▶ [DATA IN THIS EXERCISE]
= = = = =

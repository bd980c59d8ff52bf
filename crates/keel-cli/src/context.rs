//! Project context shared by CLI commands

use anyhow::{Context, Result};
use keel_core::{Config, DirectorySource, Scaffolder};
use keel_db::Database;
use std::path::{Path, PathBuf};

use crate::cli::GlobalArgs;

/// Resolved project root, configuration, and overrides
pub(crate) struct ProjectContext {
    /// Project root directory
    pub root: PathBuf,

    /// Loaded (or default) configuration
    pub config: Config,

    database_override: Option<String>,
}

impl ProjectContext {
    /// Load configuration from the global arguments
    pub fn load(args: &GlobalArgs) -> Result<Self> {
        let root = PathBuf::from(&args.project_dir);

        let config = if let Some(config_path) = &args.config {
            Config::load(Path::new(config_path)).context("Failed to load configuration file")?
        } else {
            Config::load_from_dir(&root).context("Failed to load project configuration")?
        };

        Ok(Self {
            root,
            config,
            database_override: args.database.clone(),
        })
    }

    /// Database path after applying the `--database` override
    pub fn database_path(&self) -> String {
        match &self.database_override {
            Some(path) => path.clone(),
            None => self.config.database_path_absolute(&self.root),
        }
    }

    /// Open the configured database
    pub fn open_database(&self) -> Result<Database> {
        let path = self.database_path();
        log::debug!("Opening database {path}");
        Database::new(&path).with_context(|| format!("Failed to open database '{path}'"))
    }

    /// Migration source for the configured directory
    pub fn source(&self) -> DirectorySource {
        DirectorySource::new(self.migrations_dir(), self.config.layout())
    }

    /// Scaffolder for the configured directory
    pub fn scaffolder(&self) -> Scaffolder {
        Scaffolder::new(self.migrations_dir(), self.config.layout())
    }

    fn migrations_dir(&self) -> PathBuf {
        self.config.migrations_dir_absolute(&self.root)
    }
}
//! Down command - roll back the most recently applied migration

use anyhow::{Context, Result};
use keel_migrate::Runner;

use crate::cli::GlobalArgs;
use crate::context::ProjectContext;

/// Execute the down command
pub(crate) fn execute(global: &GlobalArgs) -> Result<()> {
    let ctx = ProjectContext::load(global)?;
    let db = ctx.open_database()?;
    let source = ctx.source();

    match Runner::new(&db, &source)
        .rollback_last()
        .context("Rollback failed")?
    {
        Some(migration) => println!("Rolled back: {}", migration.source_key),
        None => println!("Nothing to roll back"),
    }
    Ok(())
}
//! Configuration types and parsing for keel.yml

use crate::error::{CoreError, CoreResult};
use crate::identifier::{SourceLayout, DEFAULT_EXTENSION, DEFAULT_ID_WIDTH};
use serde::{Deserialize, Serialize};
use std::path::{Path, PathBuf};

/// Project configuration file names, in lookup order.
pub const CONFIG_FILE_NAMES: &[&str] = &["keel.yml", "keel.yaml"];

/// Special database path that opens an in-memory database.
pub const MEMORY_DB_PATH: &str = ":memory:";

/// Project configuration from keel.yml
#[derive(Debug, Clone, Serialize, Deserialize)]
#[serde(deny_unknown_fields)]
pub struct Config {
    /// Directory holding migration sources, relative to the project root
    #[serde(default = "default_migrations_dir")]
    pub migrations_dir: String,

    /// Database connection configuration
    #[serde(default)]
    pub database: DatabaseConfig,

    /// Zero-pad width of migration id prefixes
    #[serde(default = "default_id_width")]
    pub id_width: usize,

    /// Migration file extension without the dot
    #[serde(default = "default_extension")]
    pub extension: String,
}

/// Database connection configuration
#[derive(Debug, Clone, Serialize, Deserialize)]
#[serde(deny_unknown_fields)]
pub struct DatabaseConfig {
    /// Database file path, or `:memory:`
    #[serde(default = "default_db_path")]
    pub path: String,
}

impl Default for DatabaseConfig {
    fn default() -> Self {
        Self {
            path: default_db_path(),
        }
    }
}

impl Default for Config {
    fn default() -> Self {
        Self {
            migrations_dir: default_migrations_dir(),
            database: DatabaseConfig::default(),
            id_width: default_id_width(),
            extension: default_extension(),
        }
    }
}

fn default_migrations_dir() -> String {
    "migrations".to_string()
}

fn default_db_path() -> String {
    "keel.duckdb".to_string()
}

fn default_id_width() -> usize {
    DEFAULT_ID_WIDTH
}

fn default_extension() -> String {
    DEFAULT_EXTENSION.to_string()
}

impl Config {
    /// Load configuration from an explicit file path
    pub fn load(path: &Path) -> CoreResult<Self> {
        if !path.exists() {
            return Err(CoreError::ConfigNotFound {
                path: path.display().to_string(),
            });
        }

        let content = std::fs::read_to_string(path).map_err(|e| CoreError::IoWithPath {
            path: path.display().to_string(),
            source: e,
        })?;
        let config: Config = serde_yaml::from_str(&content)?;
        config.validate()?;
        Ok(config)
    }

    /// Load configuration from a project directory.
    ///
    /// Looks for keel.yml or keel.yaml; falls back to defaults when neither
    /// exists.
    pub fn load_from_dir(dir: &Path) -> CoreResult<Self> {
        for name in CONFIG_FILE_NAMES {
            let path = dir.join(name);
            if path.exists() {
                return Self::load(&path);
            }
        }
        log::debug!(
            "No keel.yml in {}; using default configuration",
            dir.display()
        );
        Ok(Self::default())
    }

    fn validate(&self) -> CoreResult<()> {
        if self.migrations_dir.trim().is_empty() {
            return Err(CoreError::ConfigInvalid {
                message: "migrations_dir cannot be empty".to_string(),
            });
        }
        if self.database.path.trim().is_empty() {
            return Err(CoreError::ConfigInvalid {
                message: "database.path cannot be empty".to_string(),
            });
        }
        self.layout().validate()
    }

    /// Naming rules for migration sources
    pub fn layout(&self) -> SourceLayout {
        SourceLayout {
            id_width: self.id_width,
            extension: self.extension.clone(),
        }
    }

    /// Absolute migrations directory for a project root
    pub fn migrations_dir_absolute(&self, root: &Path) -> PathBuf {
        root.join(&self.migrations_dir)
    }

    /// Database path resolved against a project root; `:memory:` is passed through
    pub fn database_path_absolute(&self, root: &Path) -> String {
        if self.database.path == MEMORY_DB_PATH {
            MEMORY_DB_PATH.to_string()
        } else {
            root.join(&self.database.path).display().to_string()
        }
    }
}

#[cfg(test)]
#[path = "config_test.rs"]
mod tests;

= = = = =

▶ [WHAT YOU ARE ASKED TO DO] Print the whole listing again, exactly.

▶ [WRITTEN RESPONSE]
repository bd980c59d8ff52bf
filename crates/keel-cli/src/context.rs
//! Project context shared by CLI commands

use anyhow::{Context, Result};
use keel_core::{Config, DirectorySource, Scaffolder};
use keel_db::Database;
use std::path::{Path, PathBuf};

use crate::cli::GlobalArgs;

/// Resolved project root, configuration, and overrides
pub(crate) struct ProjectContext {
    /// Project root directory
    pub root: PathBuf,

    /// Loaded (or default) configuration
    pub config: Config,

    database_override: Option<String>,
}

impl ProjectContext {
    /// Load configuration from the global arguments
    pub fn load(args: &GlobalArgs) -> Result<Self> {
        let root = PathBuf::from(&args.project_dir);

        let config = if let Some(config_path) = &args.config {
            Config::load(Path::new(config_path)).context("Failed to load configuration file")?
        } else {
            Config::load_from_dir(&root).context("Failed to load project configuration")?
        };

        Ok(Self {
            root,
            config,
            database_override: args.database.clone(),
        })
    }

    /// Database path after applying the `--database` override
    pub fn database_path(&self) -> String {
        match &self.database_override {
            Some(path) => path.clone(),
            None => self.config.database_path_absolute(&self.root),
        }
    }

    /// Open the configured database
    pub fn open_database(&self) -> Result<Database> {
        let path = self.database_path();
        log::debug!("Opening database {path}");
        Database::new(&path).with_context(|| format!("Failed to open database '{path}'"))
    }

    /// Migration source for the configured directory
    pub fn source(&self) -> DirectorySource {
        DirectorySource::new(self.migrations_dir(), self.config.layout())
    }

    /// Scaffolder for the configured directory
    pub fn scaffolder(&self) -> Scaffolder {
        Scaffolder::new(self.migrations_dir(), self.config.layout())
    }

    fn migrations_dir(&self) -> PathBuf {
        self.config.migrations_dir_absolute(&self.root)
    }
}
//! Down command - roll back the most recently applied migration

use anyhow::{Context, Result};
use keel_migrate::Runner;

use crate::cli::GlobalArgs;
use crate::context::ProjectContext;

/// Execute the down command
pub(crate) fn execute(global: &GlobalArgs) -> Result<()> {
    let ctx = ProjectContext::load(global)?;
    let db = ctx.open_database()?;
    let source = ctx.source();

    match Runner::new(&db, &source)
        .rollback_last()
        .context("Rollback failed")?
    {
        Some(migration) => println!("Rolled back: {}", migration.source_key),
        None => println!("Nothing to roll back"),
    }
    Ok(())
}
//! Configuration types and parsing for keel.yml

use crate::error::{CoreError, CoreResult};
use crate::identifier::{SourceLayout, DEFAULT_EXTENSION, DEFAULT_ID_WIDTH};
use serde::{Deserialize, Serialize};
use std::path::{Path, PathBuf};

/// Project configuration file names, in lookup order.
pub const CONFIG_FILE_NAMES: &[&str] = &["keel.yml", "keel.yaml"];

/// Special database path that opens an in-memory database.
pub const MEMORY_DB_PATH: &str = ":memory:";

/// Project configuration from keel.yml
#[derive(Debug, Clone, Serialize, Deserialize)]
#[serde(deny_unknown_fields)]
pub struct Config {
    /// Directory holding migration sources, relative to the project root
    #[serde(default = "default_migrations_dir")]
    pub migrations_dir: String,

    /// Database connection configuration
    #[serde(default)]
    pub database: DatabaseConfig,

    /// Zero-pad width of migration id prefixes
    #[serde(default = "default_id_width")]
    pub id_width: usize,

    /// Migration file extension without the dot
    #[serde(default = "default_extension")]
    pub extension: String,
}

/// Database connection configuration
#[derive(Debug, Clone, Serialize, Deserialize)]
#[serde(deny_unknown_fields)]
pub struct DatabaseConfig {
    /// Database file path, or `:memory:`
    #[serde(default = "default_db_path")]
    pub path: String,
}

impl Default for DatabaseConfig {
    fn default() -> Self {
        Self {
            path: default_db_path(),
        }
    }
}

impl Default for Config {
    fn default() -> Self {
        Self {
            migrations_dir: default_migrations_dir(),
            database: DatabaseConfig::default(),
            id_width: default_id_width(),
            extension: default_extension(),
        }
    }
}

fn default_migrations_dir() -> String {
    "migrations".to_string()
}

fn default_db_path() -> String {
    "keel.duckdb".to_string()
}

fn default_id_width() -> usize {
    DEFAULT_ID_WIDTH
}

fn default_extension() -> String {
    DEFAULT_EXTENSION.to_string()
}

impl Config {
    /// Load configuration from an explicit file path
    pub fn load(path: &Path) -> CoreResult<Self> {
        if !path.exists() {
            return Err(CoreError::ConfigNotFound {
                path: path.display().to_string(),
            });
        }

        let content = std::fs::read_to_string(path).map_err(|e| CoreError::IoWithPath {
            path: path.display().to_string(),
            source: e,
        })?;
        let config: Config = serde_yaml::from_str(&content)?;
        config.validate()?;
        Ok(config)
    }

    /// Load configuration from a project directory.
    ///
    /// Looks for keel.yml or keel.yaml; falls back to defaults when neither
    /// exists.
    pub fn load_from_dir(dir: &Path) -> CoreResult<Self> {
        for name in CONFIG_FILE_NAMES {
            let path = dir.join(name);
            if path.exists() {
                return Self::load(&path);
            }
        }
        log::debug!(
            "No keel.yml in {}; using default configuration",
            dir.display()
        );
        Ok(Self::default())
    }

    fn validate(&self) -> CoreResult<()> {
        if self.migrations_dir.trim().is_empty() {
            return Err(CoreError::ConfigInvalid {
                message: "migrations_dir cannot be empty".to_string(),
            });
        }
        if self.database.path.trim().is_empty() {
            return Err(CoreError::ConfigInvalid {
                message: "database.path cannot be empty".to_string(),
            });
        }
        self.layout().validate()
    }

    /// Naming rules for migration sources
    pub fn layout(&self) -> SourceLayout {
        SourceLayout {
            id_width: self.id_width,
            extension: self.extension.clone(),
        }
    }

    /// Absolute migrations directory for a project root
    pub fn migrations_dir_absolute(&self, root: &Path) -> PathBuf {
        root.join(&self.migrations_dir)
    }

    /// Database path resolved against a project root; `:memory:` is passed through
    pub fn database_path_absolute(&self, root: &Path) -> String {
        if self.database.path == MEMORY_DB_PATH {
            MEMORY_DB_PATH.to_string()
        } else {
            root.join(&self.database.path).display().to_string()
        }
    }
}

#[cfg(test)]
#[path = "config_test.rs"]
mod tests;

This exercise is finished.